Universities and academic organizations play a key role in the recognition of the International Day of Women and Girls in Science. For example, in 2017 for the 2nd annual commemoration of the event, the International Particle Physics Outreach Group, a network of academics and scientists from universities and research laboratories around the globe, launched masterclasses ran by female scientists for female students across Barcelona, Cagliari, Cosenza, Heidelberg, Madrid, Paris, Prague, Rio de Janeiro and São Paulo. After their launch these masterclasses have continued to run annually alongside the International Day of Women and Girls in Science.

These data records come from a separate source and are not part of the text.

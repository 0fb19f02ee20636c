use anyhow::{Context, Result};
use clap::Parser;
use dotenvy::dotenv;
use mabench_runner::{renderer::render_result_as_tree, run_benchmarks, GroundTruthPolicies, RunConfig};
use opentelemetry::global::{self};
use opentelemetry::trace::TracerProvider;
use opentelemetry_sdk::trace as sdktrace;
use opentelemetry_sdk::Resource;
use std::{path::PathBuf, sync::Arc, time::Duration};
use tokio_util::sync::CancellationToken;
use tracing::{info, subscriber, warn};
use tracing_subscriber::{prelude::*, EnvFilter, Registry};

/// A command-line runner for the MA-Bench airline benchmark.
///
/// Runs every task with the ground-truth agent, which is how task files are
/// validated end to end.
#[derive(Parser, Debug)]
#[command(version, about, long_about = None)]
struct Cli {
    /// Path to a task YAML file or a directory of tasks. Defaults to `MABENCH_TASKS_DIR`.
    path: Option<PathBuf>,

    /// Agent turn budget of every run.
    #[arg(long)]
    max_turns: Option<u32>,

    /// Runs executed in parallel.
    #[arg(long)]
    concurrency: Option<usize>,

    /// Timeout of a single policy call, in seconds.
    #[arg(long)]
    call_timeout: Option<u64>,

    /// Wall-clock budget of the whole sweep, in seconds.
    #[arg(long)]
    sweep_timeout: Option<u64>,

    /// Print the results as JSON instead of trees.
    #[arg(long)]
    json: bool,
}

impl Cli {
    /// Command-line flags take precedence over the environment.
    fn run_config(&self) -> RunConfig {
        let mut config = RunConfig::from_env();
        if let Some(path) = &self.path {
            config.tasks_dir = path.clone();
        }
        if let Some(max_turns) = self.max_turns {
            config.max_turns = max_turns;
        }
        if let Some(concurrency) = self.concurrency {
            config.concurrency = concurrency;
        }
        if let Some(seconds) = self.call_timeout {
            config.call_timeout = Duration::from_secs(seconds);
        }
        if let Some(seconds) = self.sweep_timeout {
            config.sweep_timeout = Some(Duration::from_secs(seconds));
        }
        config
    }
}

/// Initializes the OpenTelemetry pipeline for tracing.
fn init_tracing() -> Result<sdktrace::SdkTracerProvider> {
    let provider = sdktrace::SdkTracerProvider::builder()
        .with_resource(Resource::builder().with_service_name("mabench-runner").build())
        .build();
    let tracer = provider.tracer("mabench-runner");
    global::set_tracer_provider(provider.clone());

    let filter = EnvFilter::try_from_default_env()
        .unwrap_or_else(|_| EnvFilter::new("info,mabench_lib=debug,mabench_runner=debug"));
    let subscriber = Registry::default()
        .with(filter)
        .with(tracing_subscriber::fmt::layer().with_writer(std::io::stderr))
        .with(tracing_opentelemetry::layer().with_tracer(tracer));

    subscriber::set_global_default(subscriber)
        .context("Failed to set global default tracing subscriber")?;

    Ok(provider)
}

#[tokio::main]
async fn main() -> Result<()> {
    dotenv().ok();
    let tracer_provider = init_tracing()?;

    let cli = Cli::parse();
    let config = cli.run_config();
    config.validate().context("Invalid run configuration")?;
    info!(path = %config.tasks_dir.display(), ?config, "Starting benchmark sweep");

    let cancel = CancellationToken::new();
    let ctrl_c = cancel.clone();
    tokio::spawn(async move {
        if tokio::signal::ctrl_c().await.is_ok() {
            warn!("Interrupted, cancelling in-flight runs");
            ctrl_c.cancel();
        }
    });

    let results = run_benchmarks(
        &config.tasks_dir,
        Arc::new(GroundTruthPolicies),
        &config,
        cancel,
    )
    .await?;

    if results.is_empty() {
        println!("No tasks found at {}.", config.tasks_dir.display());
    } else if cli.json {
        println!("{}", serde_json::to_string_pretty(&results)?);
    } else {
        for result in &results {
            println!("{}", render_result_as_tree(result)?);
        }
    }

    let passed = results.iter().filter(|r| r.succeeded()).count();
    let mean = if results.is_empty() {
        0.0
    } else {
        results.iter().map(|r| r.reward.reward).sum::<f64>() / results.len() as f64
    };
    info!(passed, total = results.len(), mean_reward = mean, "Sweep finished");

    tracer_provider.shutdown()?;
    Ok(())
}
//! Tests for the deterministic policies

mod common;

use mabench_lib::agent::{
    AgentPolicy, AgentTurn, FinalResponse, GroundTruthAgent, Observation, ScriptedAgent,
    ScriptedUser, UserPolicy, UserTurn,
};
use mabench_lib::env::GymEnv;

fn observation() -> Observation {
    let mut env = common::env(10);
    env.reset(&common::booking_task()).unwrap().into()
}

#[tokio::test]
async fn test_ground_truth_agent_replays_then_answers() {
    let task = common::booking_task();
    let mut agent = GroundTruthAgent::new(&task);
    let obs = observation();

    assert_eq!(
        agent.act(&obs).await.unwrap(),
        AgentTurn::Act(common::book_ab100())
    );
    assert_eq!(
        agent.act(&obs).await.unwrap(),
        AgentTurn::Final(FinalResponse::Structured(common::confirmed()))
    );
    assert_eq!(agent.name(), "ground-truth");
    assert_eq!(agent.cost(), None);
}

#[tokio::test]
async fn test_scripted_agent_fails_when_exhausted() {
    let mut agent = ScriptedAgent::new([AgentTurn::Respond("Hello!".to_string())]);
    let obs = observation();
    assert!(matches!(
        agent.act(&obs).await.unwrap(),
        AgentTurn::Respond(_)
    ));
    let err = agent.act(&obs).await.unwrap_err();
    assert!(err.to_string().contains("exhausted"));
}

#[tokio::test]
async fn test_scripted_user_opens_with_instruction() {
    let mut user = ScriptedUser::new(["Yes, please."]);
    assert_eq!(
        user.start("Book AB100").await.unwrap(),
        UserTurn::Say("Book AB100".to_string())
    );
    assert_eq!(
        user.reply("Shall I book it?").await.unwrap(),
        UserTurn::Say("Yes, please.".to_string())
    );
    assert_eq!(user.reply("Anything else?").await.unwrap(), UserTurn::Stop);
}

#[test]
fn test_agent_turns_are_tagged() {
    let turn = AgentTurn::Act(common::book_ab100());
    let value = serde_json::to_value(&turn).unwrap();
    assert_eq!(value["type"], "act");
    assert_eq!(value["value"]["name"], "book_flight");
}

Associated members of the International Science Council including the International Astronomical Union, International Mathematical Union and International Union of Pure and Applied Chemistry all host events both in person and virtually on an annual basis to celebrate the International Day of Women and Girls in Science.

=== Corporations ===
Various corporations actively participate in initiatives to promote women and girls in science that coincide with the commemoration of the International Day of Women and Girls in Science. L'Oreal sponsors the L'Oreal-UNESCO For Women in Science Awards which are presented annually on 11 February to five female scientists from regions across the globe to recognize esteemed accomplishment in scientific fields. Airbus, a global aviation company, utilises the focus of the International Day of Women and Girls in Science to highlight important women in their company and the key roles they play for the firm globally. In 2022, they highlighted the role of the first female to join Airbus' space programme manager's group in Madrid.